__EXERCISE BRIEF__
Where in the data below does the word "Packager" appear? Copy every line that has it.

__GIVEN DATA__

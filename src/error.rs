//! Top-level error types for the command line tool.
//!
//! Pipeline failures arrive as [`bundler::Error`](crate::bundler::Error) and
//! already name the stage that failed; this layer adds argument and
//! configuration-file errors.

use std::path::PathBuf;
use thiserror::Error;

/// Result type alias for CLI operations
pub type Result<T> = std::result::Result<T, AppError>;

/// Main error type for the command line tool
#[derive(Error, Debug)]
pub enum AppError {
    /// CLI argument errors
    #[error("CLI error: {0}")]
    Cli(#[from] CliError),

    /// IO errors
    #[error("IO error: {0}")]
    Io(#[from] std::io::Error),

    /// Packaging pipeline errors
    #[error("{0}")]
    Bundler(#[from] crate::bundler::Error),

    /// Generic errors from anyhow
    #[error("{0}")]
    Anyhow(#[from] anyhow::Error),
}

/// CLI-specific errors
#[derive(Error, Debug)]
pub enum CliError {
    /// Invalid command line arguments
    #[error("Invalid arguments: {reason}")]
    InvalidArguments {
        /// Reason for the error
        reason: String,
    },

    /// Configuration file could not be read or parsed
    #[error("Invalid config file {}: {reason}", path.display())]
    InvalidConfig {
        /// Config file path
        path: PathBuf,
        /// Reason for the error
        reason: String,
    },
}
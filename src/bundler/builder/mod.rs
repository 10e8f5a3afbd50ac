//! Packaging orchestration.
//!
//! This module provides the main [`Packager`] orchestrator that runs the
//! packaging pipeline end to end:
//!
//! 1. Reads `package.json` from the application
//! 2. Resolves [`PackageOptions`](crate::bundler::PackageOptions)
//! 3. Creates the staging tree and renders the rpmbuild macros
//! 4. Assembles the package contents
//! 5. Runs rpmbuild
//! 6. Moves the produced packages to their destination
//!
//! # Module Organization
//!
//! - [`checksum`] - SHA256 checksum calculation for artifacts
//! - [`orchestrator`] - Main [`Packager`] struct
//! - [`tool_detection`] - rpmbuild availability checking

mod checksum;
mod orchestrator;
mod tool_detection;

pub use checksum::calculate_sha256;
pub use orchestrator::{PackageOutput, Packager};
pub use tool_detection::find_rpmbuild;
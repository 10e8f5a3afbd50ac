//! Artifact discovery and delivery.

use super::{
    PackageOptions, Result, StagingTree, builder::calculate_sha256, error::ErrorExt,
    template::Templates, utils::fs,
};
use crate::bail;
use std::{collections::HashSet, path::PathBuf};

/// A package moved to its final destination.
#[derive(Debug, Clone, PartialEq, Eq)]
pub struct CollectedArtifact {
    /// Destination path.
    pub path: PathBuf,
    /// Size in bytes.
    pub size: u64,
    /// SHA-256 checksum (hex).
    pub checksum: String,
}

/// Moves every package rpmbuild produced for the target arch to its destination.
///
/// Each `RPMS/<arch>/*.rpm` is renamed through the options' rename policy, any
/// `{{option}}` references left in the result are rendered, and the file is
/// moved there, replacing an existing file. Two packages mapping to the same
/// destination fail the stage before anything is moved.
pub async fn collect(
    templates: &Templates,
    options: &PackageOptions,
    tree: &StagingTree,
) -> Result<Vec<CollectedArtifact>> {
    let pattern = tree.rpms_dir().join("*.rpm");
    let pattern = pattern.to_string_lossy();
    log::debug!("Scanning for artifacts: {}", pattern);

    let mut sources = Vec::new();
    for entry in glob::glob(&pattern)? {
        sources.push(entry?);
    }
    if sources.is_empty() {
        bail!("rpmbuild produced no packages in {}", tree.rpms_dir().display());
    }

    let mut moves = Vec::with_capacity(sources.len());
    let mut seen = HashSet::new();
    for source in sources {
        let file_name = source
            .file_name()
            .map(|n| n.to_string_lossy().into_owned())
            .unwrap_or_default();
        let dest = options.rename.apply(&options.dest, &file_name);
        let dest = PathBuf::from(templates.render_str(&dest, options)?);
        if !seen.insert(dest.clone()) {
            bail!(
                "{} and another package both map to {}; use a rename that includes the file name",
                source.display(),
                dest.display()
            );
        }
        moves.push((source, dest));
    }

    let mut artifacts = Vec::with_capacity(moves.len());
    for (source, dest) in moves {
        log::debug!("Moving {} to {}", source.display(), dest.display());
        fs::move_file(&source, &dest).await?;

        let size = tokio::fs::metadata(&dest)
            .await
            .fs_context("reading", &dest)?
            .len();
        let checksum = calculate_sha256(&dest).await?;
        log::info!("✓ Created package: {}", dest.display());

        artifacts.push(CollectedArtifact {
            path: dest,
            size,
            checksum,
        });
    }

    Ok(artifacts)
}

#[cfg(test)]
mod tests {
    use super::*;
    use crate::bundler::{
        Error,
        settings::{Rename, UserOptions, resolve},
    };

    async fn staged(dest: String, rename: Option<Rename>) -> (PackageOptions, StagingTree) {
        let user = UserOptions {
            name: Some("demo".into()),
            version: Some("1.2.3".into()),
            arch: Some("x86_64".into()),
            dest: Some(dest),
            rename,
            ..Default::default()
        };
        let opts = resolve(user, &Default::default());
        let tree = StagingTree::create(&opts).await.unwrap();
        (opts, tree)
    }

    #[tokio::test]
    async fn renames_and_overwrites_every_artifact() {
        let out = tempfile::tempdir().unwrap();
        let dest = format!("{}/", out.path().display());
        let concat = Rename::new(|dest, name| format!("{dest}{name}"));
        let (opts, tree) = staged(dest.clone(), Some(concat)).await;

        std::fs::write(tree.rpms_dir().join("a.rpm"), b"package a").unwrap();
        std::fs::write(tree.rpms_dir().join("b.rpm"), b"package b").unwrap();
        std::fs::write(out.path().join("a.rpm"), b"stale").unwrap();

        let artifacts = collect(&Templates::new().unwrap(), &opts, &tree)
            .await
            .unwrap();

        let mut paths: Vec<_> = artifacts.iter().map(|a| a.path.clone()).collect();
        paths.sort();
        assert_eq!(
            paths,
            vec![
                PathBuf::from(format!("{dest}a.rpm")),
                PathBuf::from(format!("{dest}b.rpm"))
            ]
        );
        assert_eq!(std::fs::read(out.path().join("a.rpm")).unwrap(), b"package a");
        assert_eq!(std::fs::read(out.path().join("b.rpm")).unwrap(), b"package b");
        assert!(artifacts.iter().all(|a| a.size == 9 && a.checksum.len() == 64));
        assert_eq!(std::fs::read_dir(tree.rpms_dir()).unwrap().count(), 0);
    }

    #[tokio::test]
    async fn default_rename_renders_options() {
        let out = tempfile::tempdir().unwrap();
        let (opts, tree) = staged(out.path().display().to_string(), None).await;
        std::fs::write(tree.rpms_dir().join("demo-1.2.3-1.fc40.x86_64.rpm"), b"rpm").unwrap();

        let artifacts = collect(&Templates::new().unwrap(), &opts, &tree)
            .await
            .unwrap();

        assert_eq!(artifacts.len(), 1);
        assert_eq!(artifacts[0].path, out.path().join("demo-1.2.3-1.x86_64.rpm"));
        assert!(artifacts[0].path.is_file());
    }

    #[tokio::test]
    async fn empty_output_is_an_error() {
        let out = tempfile::tempdir().unwrap();
        let (opts, tree) = staged(out.path().display().to_string(), None).await;

        let err = collect(&Templates::new().unwrap(), &opts, &tree)
            .await
            .unwrap_err();
        assert!(matches!(err, Error::GenericError(_)));
    }

    #[tokio::test]
    async fn colliding_destinations_fail_before_moving() {
        let out = tempfile::tempdir().unwrap();
        let (opts, tree) = staged(out.path().display().to_string(), None).await;
        let main = tree.rpms_dir().join("demo-1.2.3-1.x86_64.rpm");
        let debug = tree.rpms_dir().join("demo-debuginfo-1.2.3-1.x86_64.rpm");
        std::fs::write(&main, b"main").unwrap();
        std::fs::write(&debug, b"debug").unwrap();

        let err = collect(&Templates::new().unwrap(), &opts, &tree)
            .await
            .unwrap_err();

        assert!(err.to_string().contains("both map to"), "{err}");
        assert!(main.is_file());
        assert!(debug.is_file());
        assert_eq!(std::fs::read_dir(out.path()).unwrap().count(), 0);
    }
}
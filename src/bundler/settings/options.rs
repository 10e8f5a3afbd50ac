//! Resolved package options shared by every pipeline stage.

use super::Rename;
use serde::Serialize;
use std::path::PathBuf;

/// Fully resolved packaging options.
///
/// Built once by [`resolve`](super::resolve) and read-only afterwards. Every
/// string field a template can reference is always defined; optional inputs
/// have already fallen back through their precedence chain. Serializes with
/// camelCase keys, which are the names templates use (`{{productName}}`).
#[derive(Debug, Clone, Serialize)]
#[serde(rename_all = "camelCase")]
pub struct PackageOptions {
    pub name: String,
    pub product_name: String,
    pub generic_name: String,
    pub description: String,
    /// Wrapped to [`DESCRIPTION_WIDTH`](super::DESCRIPTION_WIDTH) columns.
    pub product_description: String,
    pub version: String,
    pub revision: String,
    pub license: String,
    /// Empty when neither the caller nor the metadata provide one.
    pub homepage: String,

    /// RPM target architecture (`x86_64`, `aarch64`, ...).
    pub arch: String,
    pub requires: Vec<String>,
    pub categories: Vec<String>,
    /// Executable name inside the application directory.
    pub bin: String,

    /// Icon to install; `None` installs the bundled default icon.
    #[serde(skip)]
    pub icon: Option<PathBuf>,
    /// Application directory being packaged.
    pub src: PathBuf,
    /// Destination template handed to [`Rename`].
    pub dest: String,

    #[serde(skip)]
    pub rename: Rename,
    #[serde(skip)]
    pub spec_template: Option<PathBuf>,
    #[serde(skip)]
    pub desktop_template: Option<PathBuf>,
    #[serde(skip)]
    pub rpmbuild: PathBuf,
}

impl PackageOptions {
    /// `{name}_{version}_{arch}`, the prefix of the staging directory name.
    pub fn staging_prefix(&self) -> String {
        format!("{}_{}_{}", self.name, self.version, self.arch)
    }

    /// License file read from the application directory.
    pub fn license_path(&self) -> PathBuf {
        self.src.join("LICENSE")
    }
}
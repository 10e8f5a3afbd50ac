//! rpmbuild invocation.
//!
//! Macros that point rpmbuild at the staging tree are passed as `--define`
//! arguments of this invocation only. Nothing is written to `~/.rpmmacros`,
//! so concurrent runs cannot see each other's `%_topdir`.

use super::{
    PackageOptions, Result, StagingTree,
    error::ErrorExt,
    template::{TemplateKind, Templates},
    utils::process,
};
use serde_json::Value;
use std::ffi::OsString;

/// Macro definitions rendered for one staging tree.
#[derive(Debug, Clone, PartialEq, Eq)]
pub struct Macros {
    definitions: Vec<(String, String)>,
}

impl Macros {
    /// Renders the macros template for `tree` and keeps a copy inside it.
    pub async fn render(
        templates: &Templates,
        options: &PackageOptions,
        tree: &StagingTree,
    ) -> Result<Self> {
        let staging_dir = Value::String(tree.root().to_string_lossy().into_owned());
        let text = templates.render(TemplateKind::Macros, options, &[("stagingDir", staging_dir)])?;

        let path = tree.macros_path();
        tokio::fs::write(&path, &text)
            .await
            .fs_context("writing macros", &path)?;

        Ok(Self::parse(&text))
    }

    /// Parses `%name value` lines; comments and blank lines are skipped.
    pub fn parse(text: &str) -> Self {
        let definitions = text
            .lines()
            .map(str::trim)
            .filter_map(|line| line.strip_prefix('%'))
            .filter_map(|line| {
                let (name, value) = line.split_once(char::is_whitespace)?;
                Some((name.to_string(), value.trim().to_string()))
            })
            .collect();
        Self { definitions }
    }

    /// `--define "name value"` argument pairs.
    pub fn to_args(&self) -> Vec<OsString> {
        self.definitions
            .iter()
            .flat_map(|(name, value)| {
                [
                    OsString::from("--define"),
                    OsString::from(format!("{name} {value}")),
                ]
            })
            .collect()
    }
}

/// Builds the binary package from the staged spec file.
///
/// Runs `rpmbuild -bb <spec> --target <arch>` with the macro definitions.
pub async fn build(options: &PackageOptions, tree: &StagingTree, macros: &Macros) -> Result<()> {
    let spec = tree.spec_path();
    log::info!(
        "Running {} for {} ({})",
        options.rpmbuild.display(),
        options.name,
        options.arch
    );

    let mut args: Vec<OsString> = vec!["-bb".into(), spec.into_os_string()];
    args.push("--target".into());
    args.push(options.arch.clone().into());
    args.extend(macros.to_args());

    process::run(&options.rpmbuild, &args).await
}

#[cfg(test)]
mod tests {
    use super::*;

    #[test]
    fn parses_definitions() {
        let macros = Macros::parse("# comment\n%_topdir /tmp/demo tree\n\n%_tmppath /tmp\n");
        assert_eq!(
            macros.to_args(),
            vec![
                OsString::from("--define"),
                OsString::from("_topdir /tmp/demo tree"),
                OsString::from("--define"),
                OsString::from("_tmppath /tmp"),
            ]
        );
    }
}
//! rpmbuild top-dir staging tree.

use super::{PackageOptions, Result, error::ErrorExt};
use std::path::{Path, PathBuf};
use tempfile::TempDir;

/// Ephemeral rpmbuild top directory for a single packaging run.
///
/// The directory name starts with `{name}_{version}_{arch}_` and ends in a
/// random suffix, so concurrent runs never share a tree. The tree is removed
/// when this value is dropped unless [`StagingTree::keep`] was called.
///
/// ```text
/// <root>/SPECS/<name>.spec
/// <root>/BUILD/usr/bin/<name>
/// <root>/BUILD/usr/share/<name>/
/// <root>/BUILD/usr/share/applications/<name>.desktop
/// <root>/BUILD/usr/share/pixmaps/<name>.png
/// <root>/BUILD/usr/share/doc/<name>/copyright
/// <root>/RPMS/<arch>/
/// ```
#[derive(Debug)]
pub struct StagingTree {
    dir: TempDir,
    name: String,
    arch: String,
}

impl StagingTree {
    /// Allocates the staging directory under the system temp root and creates
    /// the full layout.
    pub async fn create(options: &PackageOptions) -> Result<Self> {
        let prefix = format!("{}_", options.staging_prefix());
        let temp_root = std::env::temp_dir();
        let dir = tempfile::Builder::new()
            .prefix(&prefix)
            .tempdir_in(&temp_root)
            .fs_context("allocating staging directory in", &temp_root)?;

        let tree = Self {
            dir,
            name: options.name.clone(),
            arch: options.arch.clone(),
        };

        for path in tree.layout() {
            tokio::fs::create_dir_all(&path)
                .await
                .fs_context("creating staging directory", &path)?;
        }

        log::debug!("Created staging tree at {}", tree.root().display());
        Ok(tree)
    }

    fn layout(&self) -> Vec<PathBuf> {
        let root = self.root();
        vec![
            root.join("SPECS"),
            root.join("SOURCES"),
            root.join("SRPMS"),
            root.join("BUILDROOT"),
            self.rpms_dir(),
            self.bin_dir(),
            self.app_dir(),
            self.applications_dir(),
            self.pixmaps_dir(),
            self.doc_dir(),
        ]
    }

    /// Root of the tree, used as rpmbuild's `%_topdir`.
    pub fn root(&self) -> &Path {
        self.dir.path()
    }

    /// Rendered spec file path.
    pub fn spec_path(&self) -> PathBuf {
        self.root().join("SPECS").join(format!("{}.spec", self.name))
    }

    /// Rendered macros, kept in the tree for inspection.
    pub fn macros_path(&self) -> PathBuf {
        self.root().join(".rpmmacros")
    }

    /// Mirror of the installed `/usr` hierarchy.
    pub fn usr_dir(&self) -> PathBuf {
        self.root().join("BUILD").join("usr")
    }

    pub fn bin_dir(&self) -> PathBuf {
        self.usr_dir().join("bin")
    }

    /// Application payload, installed as `/usr/share/<name>`.
    pub fn app_dir(&self) -> PathBuf {
        self.usr_dir().join("share").join(&self.name)
    }

    pub fn applications_dir(&self) -> PathBuf {
        self.usr_dir().join("share").join("applications")
    }

    pub fn pixmaps_dir(&self) -> PathBuf {
        self.usr_dir().join("share").join("pixmaps")
    }

    pub fn doc_dir(&self) -> PathBuf {
        self.usr_dir().join("share").join("doc").join(&self.name)
    }

    /// Directory rpmbuild writes binary packages for the target arch into.
    pub fn rpms_dir(&self) -> PathBuf {
        self.root().join("RPMS").join(&self.arch)
    }

    /// Keeps the tree on disk after this value is dropped and returns its path.
    pub fn keep(self) -> PathBuf {
        self.dir.keep()
    }
}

__ANSWER AREA__
//! This module provides the main [`Packager`] orchestrator that runs the
//! - [`orchestrator`] - Main [`Packager`] struct
pub use orchestrator::{PackageOutput, Packager};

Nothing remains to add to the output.